Вроде бы и забота, но сам тон — всё тот же, с режущей холодностью — заставляет меня реально замёрзнуть.
Клацая зубами, всё-таки цепляюсь за его руку — красивую, сильную, твёрдую — и в тот же миг меня вздёргивают вверх.
На какое-то мгновение я оказываюсь в его объятиях, и меня буквально околдовывает ароматом терпкого парфюма смешанного с дорогим табаком.
Сдуреть можно. Я хочу быть в этих объятиях вечно — твёрдых, будто из камня. Макушкой я едва достаю ему до середины груди. Рядом с ним мне так нравится чувствовать себя маленькой, хрупкой, беззащитной.
Только Асхадову не нравится — едва ли не морщась, он отстраняет меня от себя. Но всё-таки снимает пиджак и набрасывает мне на плечи, оставаясь в безупречно-белой рубашке, обрисовывающей его торс так, что, кажется, я могу пересчитать все кубики пресса…
Смущенно отвожу взгляд. Прячу нос в жёсткую, пахнущую им ткань. Пиджак так нагрет, что не скажешь, будто его носит ходячий айсберг.
— Нужно отвезти вашего отца в больницу, — констатирует Асхадов, и тут мой, перегруженный за день эмоциями мозг, с трудом осознаёт — посреди комнаты валяется мой, избитый и истекающий кровью, отец.
Бросаюсь к нему, падаю на колени, больно ударяясь ими об пол, обнимаю его и вою:
— Папа! Папуличка!
Меня довольно грубо оттаскивают и основательно встряхивают. И взгляд такой — сиди, молчи, не рыпайся.
Асхадов поднимает отца, удерживает его за плечи.
— Альберт Исаевич, вы можете идти?
Отец с трудом разлепляет глаза, понимает кто перед ним, пытается вырываться, хрипит, выплюнув кровь:
— Гектор, сука!.. Ты… ты… виноват…
— Верно, — резко отзывается тот, — виноват в том, что не посадил вас ещё тогда. Сейчас бы вы не валялись здесь в крови. А вашу дочь не пытались бы пустить по кругу отморозки.
Отец пытается ещё что-то бурчать, но Асхадов его не слушает:
— Алла, идите вперёд. Моя машина — первая у подъезда. Большая, чёрная, — он не называет марку, видимо, поняв, что я в них не очень, — откройте заднюю дверь, — швыряет мне ключи, — и ждите нас.
Я всё ещё немного заторможена и не сразу соображаю, чего он от меня ждёт. Но когда соображаю — мотаю головой.
— Я не могу выйти в подъезд в таком виде! — заливаясь краской, сильнее кутаюсь в его пиджак.
— Алла Альбертовна, вы — разумное существо? А то у меня начинают возникать сомнения. — Холодно, резко, утверждая факт. Без лишних эмоций. Разве что, чуть устало.

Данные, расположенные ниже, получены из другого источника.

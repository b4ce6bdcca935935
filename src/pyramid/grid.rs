//! Tile grid partitioning for a single level.
//!
//! A level of `width` x `height` pixels is cut into `ceil(width / T)` columns
//! and `ceil(height / T)` rows. Tile `(col, row)` starts at `(col * T, row * T)`
//! and extends `T + O` pixels right and down, clipped to the level bounds.
//! Clipped edge tiles are simply shorter; they are never padded.

use super::planner::Level;

/// Identifies one tile of a pyramid.
#[derive(Debug, Clone, Copy, PartialEq, Eq, Hash, PartialOrd, Ord)]
pub struct TileKey {
    pub level: u32,
    pub col: u32,
    pub row: u32,
}

impl TileKey {
    pub fn new(level: u32, col: u32, row: u32) -> Self {
        Self { level, col, row }
    }

    /// File name of the tile inside its level directory, e.g. `3_5.jpg`.
    pub fn file_name(&self, extension: &str) -> String {
        format!("{}_{}.{}", self.col, self.row, extension)
    }
}

/// Pixel rectangle `[x, x + width) x [y, y + height)` within a level image.
#[derive(Debug, Clone, Copy, PartialEq, Eq)]
pub struct TileRect {
    pub x: u32,
    pub y: u32,
    pub width: u32,
    pub height: u32,
}

impl TileRect {
    /// Exclusive right edge.
    pub fn right(&self) -> u32 {
        self.x + self.width
    }

    /// Exclusive bottom edge.
    pub fn bottom(&self) -> u32 {
        self.y + self.height
    }
}

/// The tile grid of one level.
#[derive(Debug, Clone, Copy, PartialEq, Eq)]
pub struct TileGrid {
    level: Level,
    tile_size: u32,
    overlap: u32,
    cols: u32,
    rows: u32,
}

impl TileGrid {
    /// Lay out the grid for `level`. `tile_size` must be at least 1.
    pub fn new(level: Level, tile_size: u32, overlap: u32) -> Self {
        debug_assert!(tile_size >= 1);
        Self {
            level,
            tile_size,
            overlap,
            cols: level.width.div_ceil(tile_size),
            rows: level.height.div_ceil(tile_size),
        }
    }

    pub fn level(&self) -> Level {
        self.level
    }

    pub fn cols(&self) -> u32 {
        self.cols
    }

    pub fn rows(&self) -> u32 {
        self.rows
    }

    /// Total number of tiles, `cols * rows`.
    pub fn tile_count(&self) -> u64 {
        u64::from(self.cols) * u64::from(self.rows)
    }

    /// Pixel region of tile `(col, row)`, or `None` outside the grid.
    pub fn tile_rect(&self, col: u32, row: u32) -> Option<TileRect> {
        if col >= self.cols || row >= self.rows {
            return None;
        }
        let (x, width) = span(col, self.tile_size, self.overlap, self.level.width);
        let (y, height) = span(row, self.tile_size, self.overlap, self.level.height);
        Some(TileRect {
            x,
            y,
            width,
            height,
        })
    }

    /// Every tile of the level in row-major order.
    pub fn tiles(&self) -> impl Iterator<Item = (TileKey, TileRect)> + '_ {
        (0..self.rows).flat_map(move |row| {
            (0..self.cols).filter_map(move |col| {
                self.tile_rect(col, row)
                    .map(|rect| (TileKey::new(self.level.index, col, row), rect))
            })
        })
    }
}

/// Start and length of cell `index` along one axis of length `extent`.
fn span(index: u32, tile_size: u32, overlap: u32, extent: u32) -> (u32, u32) {
    let start = u64::from(index) * u64::from(tile_size);
    let end = (start + u64::from(tile_size) + u64::from(overlap)).min(u64::from(extent));
    (start as u32, (end - start) as u32)
}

— Мне надо переодеться. Я быстро.
— У нас нет времени даже на ваше «быстро». Бегом в машину. Не заставляйте меня жалеть, что я опять влезаю в грязные делишки вашей семейки.
Через мои усталость и отчаяние всё-таки пробивается злость. Хватит мне унижений на сегодня!

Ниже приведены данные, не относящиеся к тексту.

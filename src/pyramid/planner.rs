//! Level planning.
//!
//! Deep Zoom numbers levels from the most downsampled image up to full
//! resolution:
//! - level 0 = 1x1 pixel (or the smallest size the halving reaches)
//! - max level = the source image, unscaled
//!
//! Every level is derived directly from the full-resolution size by a power of
//! two, with ceiling division so no source row or column is ever dropped.

/// One resolution layer of the pyramid.
#[derive(Debug, Clone, Copy, PartialEq, Eq)]
pub struct Level {
    /// Level index (0 = smallest)
    pub index: u32,

    /// Level width in pixels
    pub width: u32,

    /// Level height in pixels
    pub height: u32,
}

/// The complete level layout for one source image.
#[derive(Debug, Clone, Copy, PartialEq, Eq)]
pub struct LevelPlan {
    width: u32,
    height: u32,
    max_level: u32,
}

/// Plan the levels for a `width` x `height` image.
///
/// Both dimensions must be at least 1; callers reject empty images first.
pub fn plan(width: u32, height: u32) -> LevelPlan {
    debug_assert!(width >= 1 && height >= 1, "image dimensions must be positive");
    LevelPlan {
        width,
        height,
        max_level: max_level(width, height),
    }
}

/// Calculate the maximum level for given image dimensions.
///
/// max_level = ceil(log2(max(width, height))), or 0 for a 1x1 image. Uses the
/// bit length of `max - 1` so the result is exact for every `u32`.
pub fn max_level(width: u32, height: u32) -> u32 {
    let max_dim = width.max(height);
    if max_dim <= 1 {
        return 0;
    }
    u32::BITS - (max_dim - 1).leading_zeros()
}

/// Calculate dimensions at a level.
///
/// At level L the dimensions are:
/// - width = ceil(full_width / 2^(max_level - L))
/// - height = ceil(full_height / 2^(max_level - L))
pub fn level_dimensions(width: u32, height: u32, level: u32, max_level: u32) -> (u32, u32) {
    debug_assert!(level <= max_level);
    let scale = downsample_factor(level, max_level);
    let level_width = u64::from(width).div_ceil(scale);
    let level_height = u64::from(height).div_ceil(scale);
    (level_width as u32, level_height as u32)
}

/// 2^(max_level - level). `u64` because max_level reaches 32 for `u32` sizes.
fn downsample_factor(level: u32, max_level: u32) -> u64 {
    1u64 << (max_level - level)
}

impl LevelPlan {
    /// Full-resolution width.
    pub fn width(&self) -> u32 {
        self.width
    }

    /// Full-resolution height.
    pub fn height(&self) -> u32 {
        self.height
    }

    /// Index of the full-resolution level.
    pub fn max_level(&self) -> u32 {
        self.max_level
    }

    /// Number of levels, `max_level + 1`.
    pub fn level_count(&self) -> u32 {
        self.max_level + 1
    }

    /// The level at `index`, or `None` beyond the full-resolution level.
    pub fn level(&self, index: u32) -> Option<Level> {
        if index > self.max_level {
            return None;
        }
        let (width, height) = level_dimensions(self.width, self.height, index, self.max_level);
        Some(Level {
            index,
            width,
            height,
        })
    }

    /// Downsample factor of a level relative to full resolution.
    pub fn downsample(&self, index: u32) -> Option<u64> {
        (index <= self.max_level).then(|| downsample_factor(index, self.max_level))
    }

    /// All levels from smallest (0) to full resolution.
    pub fn levels(&self) -> impl Iterator<Item = Level> + '_ {
        (0..=self.max_level).filter_map(move |index| self.level(index))
    }
}
//! Batch driver tests.
//!
//! Tests verify:
//! - Only allow-listed image files are processed
//! - A corrupt image fails alone while the rest of the batch completes
//! - A failed tile write fails alone and leaves no descriptor
//! - Inputs sharing a name never overwrite each other
//! - High-bit-depth TIFF sources are tiled
//! - Batch-level failures happen before any output is created

use image::{DynamicImage, ImageFormat, Rgb, RgbImage};

use dzi_tiler::batch::{run_batch, DecodeOptions};
use dzi_tiler::pyramid::{Descriptor, PyramidBuilder, PyramidSpec};
use dzi_tiler::BatchError;

use super::test_utils::{count_files, write_image};

#[test]
fn test_jpeg_and_text_file() {
    let input = tempfile::tempdir().unwrap();
    let output = tempfile::tempdir().unwrap();
    write_image(input.path(), "nebula.jpg", 300, 200, ImageFormat::Jpeg);
    std::fs::write(input.path().join("README.txt"), "not an image").unwrap();

    let report = run_batch(
        input.path(),
        output.path(),
        &PyramidBuilder::default(),
        DecodeOptions::default(),
    )
    .unwrap();

    assert_eq!(report.processed.len(), 1);
    assert!(report.failed.is_empty());
    assert_eq!(report.skipped, vec![input.path().join("README.txt")]);

    let mut entries: Vec<String> = std::fs::read_dir(output.path())
        .unwrap()
        .map(|entry| entry.unwrap().file_name().to_string_lossy().into_owned())
        .collect();
    entries.sort();
    assert_eq!(entries, vec!["nebula", "nebula.dzi"]);

    let build = &report.processed[0];
    assert_eq!(build.name, "nebula");
    assert_eq!(build.max_level, 9);
    assert_eq!(
        count_files(&output.path().join("nebula")) as u64,
        build.total_tiles
    );
}

#[test]
fn test_uppercase_extensions_are_processed() {
    let input = tempfile::tempdir().unwrap();
    let output = tempfile::tempdir().unwrap();
    write_image(input.path(), "A.PNG", 20, 10, ImageFormat::Png);
    write_image(input.path(), "B.JPEG", 20, 10, ImageFormat::Jpeg);

    let report = run_batch(
        input.path(),
        output.path(),
        &PyramidBuilder::default(),
        DecodeOptions::default(),
    )
    .unwrap();

    let names: Vec<&str> = report.processed.iter().map(|b| b.name.as_str()).collect();
    assert_eq!(names, vec!["A", "B"]);
    assert!(output.path().join("A.dzi").is_file());
    assert!(output.path().join("B.dzi").is_file());
}

#[test]
fn test_corrupt_image_does_not_stop_batch() {
    let input = tempfile::tempdir().unwrap();
    let output = tempfile::tempdir().unwrap();
    std::fs::write(input.path().join("a_broken.jpg"), b"\xFF\xD8garbage").unwrap();
    write_image(input.path(), "b_good.png", 64, 48, ImageFormat::Png);

    let report = run_batch(
        input.path(),
        output.path(),
        &PyramidBuilder::default(),
        DecodeOptions::default(),
    )
    .unwrap();

    assert_eq!(report.processed.len(), 1);
    assert_eq!(report.processed[0].name, "b_good");

    assert_eq!(report.failed.len(), 1);
    assert_eq!(report.failed[0].path, input.path().join("a_broken.jpg"));
    assert!(report.failed[0].error.contains("a_broken.jpg"));

    assert!(!output.path().join("a_broken.dzi").exists());
    assert!(output.path().join("b_good.dzi").is_file());
}

#[test]
fn test_write_failure_does_not_stop_batch() {
    let input = tempfile::tempdir().unwrap();
    let output = tempfile::tempdir().unwrap();
    write_image(input.path(), "blocked.png", 40, 30, ImageFormat::Png);
    write_image(input.path(), "open.png", 40, 30, ImageFormat::Png);

    // A plain file where the tile directory should go
    std::fs::write(output.path().join("blocked"), "in the way").unwrap();

    let report = run_batch(
        input.path(),
        output.path(),
        &PyramidBuilder::default(),
        DecodeOptions::default(),
    )
    .unwrap();

    assert_eq!(report.failed.len(), 1);
    assert_eq!(report.failed[0].path, input.path().join("blocked.png"));
    assert!(report.failed[0].error.contains("Failed to create directory"));
    assert!(!output.path().join("blocked.dzi").exists());

    assert_eq!(report.processed.len(), 1);
    assert_eq!(report.processed[0].name, "open");
    assert!(output.path().join("open.dzi").is_file());
    assert!(output.path().join("open/6/0_0.jpg").is_file());
}

#[test]
fn test_shared_name_keeps_first_image() {
    let input = tempfile::tempdir().unwrap();
    let output = tempfile::tempdir().unwrap();
    write_image(input.path(), "a.jpg", 20, 20, ImageFormat::Jpeg);
    write_image(input.path(), "a.png", 40, 40, ImageFormat::Png);

    let report = run_batch(
        input.path(),
        output.path(),
        &PyramidBuilder::default(),
        DecodeOptions::default(),
    )
    .unwrap();

    assert_eq!(report.processed.len(), 1);
    assert_eq!(report.processed[0].width, 20);
    assert_eq!(report.processed[0].max_level, 5);

    assert_eq!(report.failed.len(), 1);
    assert_eq!(report.failed[0].path, input.path().join("a.png"));
    assert!(report.failed[0].error.contains("a.jpg"));

    let xml = std::fs::read_to_string(output.path().join("a.dzi")).unwrap();
    let descriptor = Descriptor::parse(&xml).unwrap();
    assert_eq!((descriptor.width, descriptor.height), (20, 20));
    assert!(!output.path().join("a/6").exists());
}

#[test]
fn test_sixteen_bit_tiff() {
    let input = tempfile::tempdir().unwrap();
    let output = tempfile::tempdir().unwrap();

    let deep = DynamicImage::ImageRgb8(RgbImage::from_fn(70, 30, |x, y| {
        Rgb([(x * 3) as u8, (y * 8) as u8, 90])
    }))
    .to_rgb16();
    DynamicImage::ImageRgb16(deep)
        .save_with_format(input.path().join("deep.tiff"), ImageFormat::Tiff)
        .unwrap();

    let spec = PyramidSpec::default().with_base_url("/dzi");
    let report = run_batch(
        input.path(),
        output.path(),
        &PyramidBuilder::new(spec),
        DecodeOptions::default(),
    )
    .unwrap();

    assert!(report.failed.is_empty());
    assert_eq!(report.processed.len(), 1);

    let xml = std::fs::read_to_string(output.path().join("deep.dzi")).unwrap();
    let descriptor = Descriptor::parse(&xml).unwrap();
    assert_eq!((descriptor.width, descriptor.height), (70, 30));
    assert_eq!(descriptor.url.as_deref(), Some("/dzi/deep/"));
    assert!(output.path().join("deep/7/0_0.jpg").is_file());
}

#[test]
fn test_missing_input_dir_creates_nothing() {
    let root = tempfile::tempdir().unwrap();
    let output = root.path().join("out");

    let result = run_batch(
        &root.path().join("missing"),
        &output,
        &PyramidBuilder::default(),
        DecodeOptions::default(),
    );

    assert!(matches!(result, Err(BatchError::ReadInputDir { .. })));
    assert!(!output.exists());
}

#[test]
fn test_empty_input_dir() {
    let input = tempfile::tempdir().unwrap();
    let root = tempfile::tempdir().unwrap();
    let output = root.path().join("nested/out");

    let report = run_batch(
        input.path(),
        &output,
        &PyramidBuilder::default(),
        DecodeOptions::default(),
    )
    .unwrap();

    assert!(report.processed.is_empty());
    assert_eq!(report.total_tiles(), 0);
    assert!(output.is_dir());
}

— Мне вообще интересно, почему вы вдруг надумали нам помогать?
— Передумать обратно? — смотрит в упор, к полу взглядом приколачивает. Пытается достучаться до рациональной меня. Той, которая ещё способна вынырнуть из творящихся вокруг хаоса и жути. У него получается.

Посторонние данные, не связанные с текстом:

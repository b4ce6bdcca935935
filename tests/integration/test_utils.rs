//! Test utilities for integration tests.
//!
//! This module provides in-memory store implementations and helpers for
//! creating source images on disk.

use std::collections::BTreeMap;
use std::path::Path;
use std::sync::Mutex;

use bytes::Bytes;
use image::{DynamicImage, ImageFormat, Rgb, RgbImage};

use dzi_tiler::error::PyramidError;
use dzi_tiler::pyramid::{PyramidStore, TileFormat, TileKey};

// =============================================================================
// Recording Store
// =============================================================================

/// One call made against a [`RecordingStore`], in order.
#[derive(Debug, Clone, PartialEq, Eq)]
pub enum StoreEvent {
    Level(u32),
    Tile(TileKey),
    Descriptor,
}

/// An in-memory store that keeps every tile and the order of all calls.
#[derive(Default)]
pub struct RecordingStore {
    events: Mutex<Vec<StoreEvent>>,
    tiles: Mutex<BTreeMap<TileKey, (TileFormat, Bytes)>>,
    descriptor: Mutex<Option<String>>,
    fail_at_level: Option<u32>,
}

impl RecordingStore {
    pub fn new() -> Self {
        Self::default()
    }

    /// A store whose `put_tile` fails for every tile of `level`.
    pub fn failing_at_level(level: u32) -> Self {
        Self {
            fail_at_level: Some(level),
            ..Self::default()
        }
    }

    pub fn events(&self) -> Vec<StoreEvent> {
        self.events.lock().unwrap().clone()
    }

    pub fn tile_keys(&self) -> Vec<TileKey> {
        self.tiles.lock().unwrap().keys().copied().collect()
    }

    /// Decode a stored tile.
    pub fn tile_image(&self, key: TileKey) -> Option<DynamicImage> {
        let tiles = self.tiles.lock().unwrap();
        let (format, data) = tiles.get(&key)?;
        image::load_from_memory_with_format(data, format.image_format()).ok()
    }

    pub fn descriptor(&self) -> Option<String> {
        self.descriptor.lock().unwrap().clone()
    }
}

impl PyramidStore for RecordingStore {
    fn prepare_level(&self, level: u32) -> Result<(), PyramidError> {
        self.events.lock().unwrap().push(StoreEvent::Level(level));
        Ok(())
    }

    fn put_tile(&self, key: TileKey, format: TileFormat, data: Bytes) -> Result<(), PyramidError> {
        if self.fail_at_level == Some(key.level) {
            return Err(PyramidError::WriteTile {
                path: format!("memory/{}/{}", key.level, key.file_name(format.extension())).into(),
                source: std::io::Error::new(std::io::ErrorKind::Other, "disk full"),
            });
        }
        self.events.lock().unwrap().push(StoreEvent::Tile(key));
        self.tiles.lock().unwrap().insert(key, (format, data));
        Ok(())
    }

    fn put_descriptor(&self, xml: &str) -> Result<String, PyramidError> {
        self.events.lock().unwrap().push(StoreEvent::Descriptor);
        *self.descriptor.lock().unwrap() = Some(xml.to_string());
        Ok("memory".to_string())
    }
}

// =============================================================================
// Image Fixtures
// =============================================================================

/// A smooth RGB gradient, distinct per pixel.
pub fn gradient(width: u32, height: u32) -> DynamicImage {
    DynamicImage::ImageRgb8(RgbImage::from_fn(width, height, |x, y| {
        Rgb([
            (x * 255 / width.max(1)) as u8,
            (y * 255 / height.max(1)) as u8,
            ((x + y) % 256) as u8,
        ])
    }))
}

/// Write a gradient image to `dir/file_name` in `format`.
pub fn write_image(dir: &Path, file_name: &str, width: u32, height: u32, format: ImageFormat) {
    gradient(width, height)
        .save_with_format(dir.join(file_name), format)
        .unwrap();
}

/// Recursively count files under `dir`.
pub fn count_files(dir: &Path) -> usize {
    let mut count = 0;
    for entry in std::fs::read_dir(dir).unwrap() {
        let path = entry.unwrap().path();
        if path.is_dir() {
            count += count_files(&path);
        } else {
            count += 1;
        }
    }
    count
}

Киваю. Поднимаю ключи. Иду к двери.
Машинальные действия.
Асхадов прав в своём невысказанном: какое дело, что обо мне подумают соседи? У меня отец связался с бандитами! Моя мать в больнице! Меня чуть не изнасиловала толпа поддонков. Пробежать почти голой в одном мужском пиджаке через подъезд — это сущие пустяки по сравнению с тем, что уже случилось.
Руки дрожат, я не могу попасть в эту кнопочку с открытым замочком. Наконец, пульт тихо пиликает, сообщая, что машина открылась.
И почти сразу же появляется Асхадов, волокущий моего отца, как куль. Тот пытается упираться и, еле ворочая языком, тем не менее костерит нашего спасителя.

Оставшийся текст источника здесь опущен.